From 2003 to 2006, the government did propose to widen the participation of various social groups, such as youth, women, ethnic minorities and people with disabilities, in statutory bodies. From the list above, whilst some of the appointees post-handover remain to be elites from different professions (particularly legal service) and business sectors, there were also politicians from across the spectrum, educators, and experienced individuals in the public sector.

=== Chief Executives of the Council ===
All of the Chief Executives of the council (former and current) have had experience in management in civil and public service, with their career spanning across different statutory bodies.

| Period | Chief Executive | Occupation; Background |
|---|---|---|
| April 1974 – April 1984 | Ms Macpherson Cheung Look Ping, Ophelia | Public service; Civil service; |
| May 1985 – March 2007 | Ms Chan Wong-shui Pamela | Consumer right activist; Academic; |
| April 2007 – 15 November 2012 | Ms Connie Lau Yin-hing | Started her career as a researcher for the council;; Public service - former Ombudsman; |
| 16 November 2012 – | Ms Gilly Wong Fung-han | Management and public service - former General Manager of MICE & Cruise of the Hong Kong Tourism Board; |

== Finance ==
As a not-for-profit funded statutory body, the Consumer Council derives its income mostly from Government subvention through the operational expenses of the Commerce and Economic Development Bureau (Commerce, Tourism and Industry Branch).
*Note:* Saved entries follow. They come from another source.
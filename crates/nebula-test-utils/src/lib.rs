//! Shared test fixtures for NebulaLink crates.
//!
//! Small deterministic stand-ins for the trait seams: a fixed metrics
//! sampler, a capturing frame sender, and a shared-folder tree builder.

use std::path::{Path, PathBuf};
use std::sync::Mutex;

use nebula_core::protocol::{HostMetrics, Outbound};

/// Metrics sampler returning the same snapshot every time.
pub struct FixedSampler {
    pub metrics: HostMetrics,
}

impl Default for FixedSampler {
    fn default() -> Self {
        Self {
            metrics: HostMetrics {
                cpu_usage: 12.5,
                memory_usage: 40.0,
                disk_usage: 55.0,
                hostname: "test-host".into(),
                os: "Linux".into(),
                uptime: 3600,
            },
        }
    }
}

// The sampler trait lives in nebula-agent; implementing it there would
// invert the dependency, so agent tests impl the trait over this struct's
// `sample_fixed` instead.
impl FixedSampler {
    pub fn sample_fixed(&self) -> HostMetrics {
        self.metrics.clone()
    }
}

/// Frame sender that records everything it is asked to deliver.
#[derive(Default)]
pub struct CapturingSender {
    sent: Mutex<Vec<(String, Outbound)>>,
}

impl CapturingSender {
    pub fn new() -> Self {
        Self::default()
    }

    pub fn record(&self, agent_id: &str, out: Outbound) {
        self.sent
            .lock()
            .expect("capture lock poisoned")
            .push((agent_id.to_string(), out));
    }

    /// Snapshot of everything sent so far.
    pub fn sent(&self) -> Vec<(String, Outbound)> {
        self.sent.lock().expect("capture lock poisoned").clone()
    }

    /// Frames sent to one agent.
    pub fn sent_to(&self, agent_id: &str) -> Vec<Outbound> {
        self.sent()
            .into_iter()
            .filter(|(id, _)| id == agent_id)
            .map(|(_, out)| out)
            .collect()
    }

    pub fn clear(&self) {
        self.sent.lock().expect("capture lock poisoned").clear();
    }
}

/// Build a small file tree under a temp dir for transfer tests.
///
/// `files` are (relative path, contents); parent directories are created
/// as needed. Returns the tempdir guard and its path.
pub fn build_tree(files: &[(&str, &[u8])]) -> (tempfile::TempDir, PathBuf) {
    let dir = tempfile::tempdir().expect("tempdir");
    for (rel, contents) in files {
        let path = dir.path().join(rel);
        if let Some(parent) = path.parent() {
            std::fs::create_dir_all(parent).expect("mkdir");
        }
        std::fs::write(&path, contents).expect("write");
    }
    let path = dir.path().to_path_buf();
    (dir, path)
}

/// Compare two directory trees byte-for-byte (files only).
pub fn trees_equal(a: &Path, b: &Path) -> bool {
    fn collect(root: &Path, base: &Path, out: &mut Vec<(PathBuf, Vec<u8>)>) {
        for entry in std::fs::read_dir(root).expect("read_dir") {
            let entry = entry.expect("entry");
            let path = entry.path();
            if path.is_dir() {
                collect(&path, base, out);
            } else {
                let rel = path.strip_prefix(base).expect("prefix").to_path_buf();
                out.push((rel, std::fs::read(&path).expect("read")));
            }
        }
    }
    let mut files_a = Vec::new();
    let mut files_b = Vec::new();
    collect(a, a, &mut files_a);
    collect(b, b, &mut files_b);
    files_a.sort();
    files_b.sort();
    files_a == files_b
}

#[cfg(test)]
mod tests {
    use super::*;

    #[test]
    fn build_tree_and_compare() {
        let (_guard_a, a) = build_tree(&[("x/y.txt", b"hello"), ("z.bin", b"\x00\x01")]);
        let (_guard_b, b) = build_tree(&[("x/y.txt", b"hello"), ("z.bin", b"\x00\x01")]);
        let (_guard_c, c) = build_tree(&[("x/y.txt", b"different")]);

        assert!(trees_equal(&a, &b));
        assert!(!trees_equal(&a, &c));
    }

    #[test]
    fn capturing_sender_records_in_order() {
        use nebula_core::protocol::Frame;

        let sender = CapturingSender::new();
        sender.record("a1", Outbound::Frame(Frame::MasterMetricsRequest));
        sender.record("a2", Outbound::Frame(Frame::MasterRestartRequest));

        assert_eq!(sender.sent().len(), 2);
        assert_eq!(sender.sent_to("a1").len(), 1);
        sender.clear();
        assert!(sender.sent().is_empty());
    }
}
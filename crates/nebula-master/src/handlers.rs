//! Hub handlers for agent-originated frames.

use std::collections::HashMap;
use std::sync::{Arc, Mutex as StdMutex};

use tokio::sync::oneshot;
use tracing::{debug, info};

use nebula_core::protocol::{Frame, FrameKind, MetricsReport};

use crate::hub::Hub;

/// REST waiters for on-demand metrics, keyed by agent id.
pub type PendingMetrics = Arc<StdMutex<HashMap<String, oneshot::Sender<MetricsReport>>>>;

/// Install handlers for the agent-originated frame kinds.
///
/// The transfer status handler is registered separately by
/// [`crate::status::register`].
pub fn register(hub: &Arc<Hub>, pending: PendingMetrics) {
    // agent_metrics: refresh the registration and resolve REST waiters.
    {
        let pending = Arc::clone(&pending);
        hub.register_handler(
            FrameKind::AgentMetrics,
            Arc::new(move |frame, conn| {
                let Frame::AgentMetrics(report) = frame else {
                    return Ok(());
                };
                if report.public_endpoint.is_some() {
                    conn.set_public_endpoint(report.public_endpoint.clone());
                }
                conn.set_last_metrics(report.clone());
                conn.touch();

                let waiter = pending
                    .lock()
                    .expect("pending metrics poisoned")
                    .remove(&conn.id);
                if let Some(waiter) = waiter {
                    let _ = waiter.send(report);
                }
                Ok(())
            }),
        );
    }

    // agent_conn_break: the socket teardown does the bookkeeping; this is
    // just the polite version of the event.
    hub.register_handler(
        FrameKind::AgentConnBreak,
        Arc::new(|frame, conn| {
            if let Frame::AgentConnBreak(notice) = frame {
                info!(agent_id = %conn.id, timestamp = notice.timestamp, "Agent announced disconnect");
            }
            Ok(())
        }),
    );

    // agent_directory_snapshot: broadcast happens in the processor; the
    // master itself keeps no listing state.
    hub.register_handler(
        FrameKind::AgentDirectorySnapshot,
        Arc::new(|frame, conn| {
            if let Frame::AgentDirectorySnapshot(snapshot) = frame {
                debug!(
                    agent_id = %conn.id,
                    files = snapshot.directory.total_files,
                    bytes = snapshot.directory.total_size,
                    "Directory snapshot"
                );
            }
            Ok(())
        }),
    );
}

// =============================================================================
// Tests
// =============================================================================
Meanwhile, proceeds from the sales of the CHOICE Magazine and interest income accounted for only a small portion, with 3.3% of the council's income in the Year 2020-2021 generated in this manner. The total recurrent and non-recurrent expenditures for the Year 2020-2021 were HK$132.49 million and HK$11.98 million respectively. For the fiscal year ended on 31 March 2021, the council was running at a financial surplus of HK$4,974,749. The current estimate for the council's expenditure in the fiscal year of 2021-2022 is around HK$133,919,000 as reported by the Financial Services and the Treasury Bureau to the Legislative Council in April 2022.
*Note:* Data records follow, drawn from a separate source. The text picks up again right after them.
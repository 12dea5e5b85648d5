//! Error types for nebula-core.

use thiserror::Error;

/// Main error type for NebulaLink operations.
#[derive(Debug, Error)]
pub enum Error {
    /// I/O error from underlying system calls.
    #[error("I/O error: {0}")]
    Io(#[from] std::io::Error),

    /// Protocol violation or malformed message.
    #[error("protocol error: {message}")]
    Protocol { message: String },

    /// Codec error during encoding/decoding.
    #[error("codec error: {message}")]
    Codec { message: String },

    /// Control session is gone or was never established.
    #[error("connection closed")]
    ConnectionClosed,

    /// Bounded channel refused a non-blocking enqueue.
    #[error("channel error: {message}")]
    Channel { message: String },

    /// Operation timed out.
    #[error("operation timed out")]
    Timeout,

    /// Session-level failure (dial, upgrade, worker).
    #[error("session error: {message}")]
    Session { message: String },

    /// Transfer-level failure; terminal for the transfer, not the session.
    #[error("transfer error: {message}")]
    Transfer { message: String },

    /// Archive production or extraction failure.
    #[error("archive error: {message}")]
    Archive { message: String },

    /// Requested agent is unknown or has no live session.
    #[error("agent offline: {0}")]
    AgentOffline(String),

    /// Configuration is missing or invalid.
    #[error("config error: {message}")]
    Config { message: String },

    /// OS service management failure.
    #[error("service error: {message}")]
    Service { message: String },
}

impl Error {
    /// Returns true if this error is transient and a retry or reconnect may help.
    pub fn is_transient(&self) -> bool {
        matches!(
            self,
            Error::Io(_)
                | Error::Timeout
                | Error::ConnectionClosed
                | Error::Channel { .. }
                | Error::Session { .. }
        )
    }

    /// Returns true if this error is fatal for the process.
    ///
    /// Fatal errors are configuration or privilege problems that no amount
    /// of reconnecting will fix.
    pub fn is_fatal(&self) -> bool {
        matches!(self, Error::Config { .. } | Error::Service { .. })
    }

    /// Convenience constructor for transfer failures.
    pub fn transfer(message: impl Into<String>) -> Self {
        Error::Transfer {
            message: message.into(),
        }
    }

    /// Convenience constructor for protocol violations.
    pub fn protocol(message: impl Into<String>) -> Self {
        Error::Protocol {
            message: message.into(),
        }
    }
}

impl From<serde_json::Error> for Error {
    fn from(err: serde_json::Error) -> Self {
        Error::Codec {
            message: err.to_string(),
        }
    }
}

/// Convenience result type for NebulaLink operations.
pub type Result<T> = std::result::Result<T, Error>;

#[cfg(test)]
mod tests {
    use super::*;

    #[test]
    fn error_display_protocol() {
        let err = Error::protocol("unknown message type");
        assert_eq!(err.to_string(), "protocol error: unknown message type");
    }

    #[test]
    fn error_display_agent_offline() {
        let err = Error::AgentOffline("agent-42".into());
        assert_eq!(err.to_string(), "agent offline: agent-42");
    }

    #[test]
    fn io_error_conversion() {
        let io_err = std::io::Error::new(std::io::ErrorKind::NotFound, "file not found");
        let err: Error = io_err.into();
        assert!(matches!(err, Error::Io(_)));
    }

    #[test]
    fn json_error_conversion() {
        let json_err = serde_json::from_str::<serde_json::Value>("{not json").unwrap_err();
        let err: Error = json_err.into();
        assert!(matches!(err, Error::Codec { .. }));
    }

    #[test]
    fn transient_errors() {
        assert!(Error::Timeout.is_transient());
        assert!(Error::ConnectionClosed.is_transient());
        assert!(
            Error::Channel {
                message: "send buffer full".into()
            }
            .is_transient()
        );
        assert!(
            Error::Io(std::io::Error::new(
                std::io::ErrorKind::ConnectionReset,
                "reset"
            ))
            .is_transient()
        );

        // These should not be transient
        assert!(!Error::protocol("bad").is_transient());
        assert!(
            !Error::Config {
                message: "MASTER_URL missing".into()
            }
            .is_transient()
        );
    }

    #[test]
    fn fatal_errors() {
        assert!(
            Error::Config {
                message: "MASTER_URL missing".into()
            }
            .is_fatal()
        );
        assert!(
            Error::Service {
                message: "permission denied".into()
            }
            .is_fatal()
        );

        assert!(!Error::Timeout.is_fatal());
        assert!(!Error::transfer("stream broke").is_fatal());
    }
}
Whilst governmental funding provides a source of autonomy for statutory bodies like the Consumer Council, there has been scholarly discussion that such independence may be more symbolic than actual, as the amount of funding can limit the bodies’ operations.

== Publications ==

=== Study Reports ===
Since 1994, the council has been working on study reports covering competition in various industries to create a fair market for consumers. By disseminating information to consumers through in-depth market studies on trade practices, the Council published over 60 study reports from 1994 to 2021, featuring topics such as MPF Employee Choice Arrangement, first-hand residential property sales, and test reports on products that responded to public demand.

==== 1. Study Report on Purchase of Properties Outside Hong Kong ====
The Council published the study report titled “Purchase of Properties Outside Hong Kong – a Study on Enhancing Consumer Protection” in October 2021. In response to the popular demand for the purchase of properties outside Hong Kong (“POH”) in recent years, the Council found room for improvement regarding the regulation of POH and proposed recommendations to enhance consumer protection in the POH market.
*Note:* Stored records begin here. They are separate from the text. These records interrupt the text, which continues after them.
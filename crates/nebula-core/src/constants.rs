//! Protocol and timing constants for NebulaLink.

use std::time::Duration;

// =============================================================================
// Protocol Constants
// =============================================================================

/// Maximum binary frame payload on the control session (2 MiB).
pub const MAX_BINARY_FRAME: usize = 2 * 1024 * 1024;

/// Archive stream chunk size (64 KiB).
pub const ARCHIVE_CHUNK_SIZE: usize = 64 * 1024;

/// Capacity of the agent's outbound send buffer (items).
pub const SEND_BUFFER_CAPACITY: usize = 1024;

/// Capacity of the inbound frame buffer (items).
pub const INBOUND_BUFFER_CAPACITY: usize = 1024;

/// Capacity of the master's per-connection binary stream buffer (chunks).
pub const STREAM_BUFFER_CAPACITY: usize = 1024;

/// How long the master's reader blocks enqueueing a binary chunk before
/// dropping the connection.
pub const STREAM_ENQUEUE_TIMEOUT: Duration = Duration::from_secs(5);

// =============================================================================
// Session Health
// =============================================================================

/// A ping (or any traffic) must arrive within this window or the session
/// is considered dead.
pub const PONG_WAIT: Duration = Duration::from_secs(60);

/// Master ping cadence; must be well under [`PONG_WAIT`].
pub const PING_PERIOD: Duration = Duration::from_secs(30);

/// Socket write deadline per frame.
pub const WRITE_WAIT: Duration = Duration::from_secs(10);

/// Fixed supervisor backoff between redials.
pub const RECONNECT_BACKOFF: Duration = Duration::from_secs(5);

/// Default heartbeat interval when `HEARTBEAT_TIMER` is unset (seconds).
pub const DEFAULT_HEARTBEAT_SECS: u64 = 10;

// =============================================================================
// Peer Rendezvous
// =============================================================================

/// Maximum rendezvous attempts before falling back to relay.
pub const P2P_MAX_RETRIES: u32 = 3;

/// Wait for both agents to confirm an attempt.
pub const P2P_CONNECTION_TIMEOUT: Duration = Duration::from_secs(30);

/// Base for the exponential retry backoff (1s, 2s, 4s, ...).
pub const P2P_INITIAL_BACKOFF: Duration = Duration::from_secs(1);

/// Synchronized-dial countdown sent to both agents.
pub const P2P_COUNTDOWN_SECONDS: u64 = 3;

/// TCP dial deadline for the direct leg.
pub const P2P_DIAL_TIMEOUT: Duration = Duration::from_secs(10);

// =============================================================================
// Transfers
// =============================================================================

/// Cadence of `running` status frames while a relay stream is in flight.
pub const RUNNING_STATUS_PERIOD: Duration = Duration::from_secs(2);

/// Subdirectory of the shared folder that receives extracted transfers.
pub const TRANSFERS_DIR: &str = "transfers";

/// Shared folder name under the user's Desktop.
pub const SHARED_FOLDER_NAME: &str = "NebulaLink-shared";

// =============================================================================
// Logging
// =============================================================================

/// Agent log file is rotated aside once it exceeds this size.
pub const LOG_ROTATE_BYTES: u64 = 10 * 1024 * 1024;

/// Default agent log file name.
pub const AGENT_LOG_FILE: &str = "agent.log";

#[cfg(test)]
mod tests {
    use super::*;

    #[test]
    fn timing_constants_are_ordered() {
        assert!(PING_PERIOD < PONG_WAIT);
        assert!(WRITE_WAIT < PONG_WAIT);
        assert!(P2P_INITIAL_BACKOFF < P2P_CONNECTION_TIMEOUT);
        assert!(P2P_DIAL_TIMEOUT < P2P_CONNECTION_TIMEOUT);
    }

    #[test]
    fn chunks_fit_in_binary_frames() {
        assert!(ARCHIVE_CHUNK_SIZE <= MAX_BINARY_FRAME);
    }

    #[test]
    fn send_buffer_meets_contract() {
        // The session contract promises a send buffer of at least 1024 items.
        assert!(SEND_BUFFER_CAPACITY >= 1024);
    }
}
==== 2. Study Report on Consumer Protection of Medical Beauty Services ====
The Council published the study report titled “Consumer Protection of Medical Beauty Services – A New Regulatory Regime” in December 2016. It discussed and studied critical issues in using medical beauty services. Following the scandal at a beauty centre in 2012, the Council conducted an in-depth study and proposed recommendations to avoid risks and severe consequences from malpractices in the medical beauty industry.

==== 3. The First Sustainable Consumption Report ====
The Council published its first sustainable consumption report titled “Sustainable Consumption for a Better Future – A Study on Consumer Behaviour and Business Reporting” in February 2016. It surveyed to develop a baseline understanding of consumers’ awareness, behaviours, and readiness toward sustainable consumption.

=== Shopping Guide ===
The Council released shopping guides on its website, providing tips and information when purchasing different products and services. It covers 12 categories:

1. Home Appliances;
2. Tech-savvy;
3. Food and Cooking;
4. Silver Hair Market;
5. Family and Kids;
6. Life and Financial Planning;
7. Features;
8. Green Living;
9. Health and Beauty;
10. Leisure and Environment;
11. Trivial; and
12. Tips.

=== CHOICE Magazine ===
CHOICE Magazine is a monthly magazine published by the council and the world's first consumer-related magazine in Chinese. It includes product tests, surveys and complaint cases. The first issue of CHOICE was published in 1976, with cooking oil as the first product test featured. As of 2022 April, CHOICE has already published 546 issues.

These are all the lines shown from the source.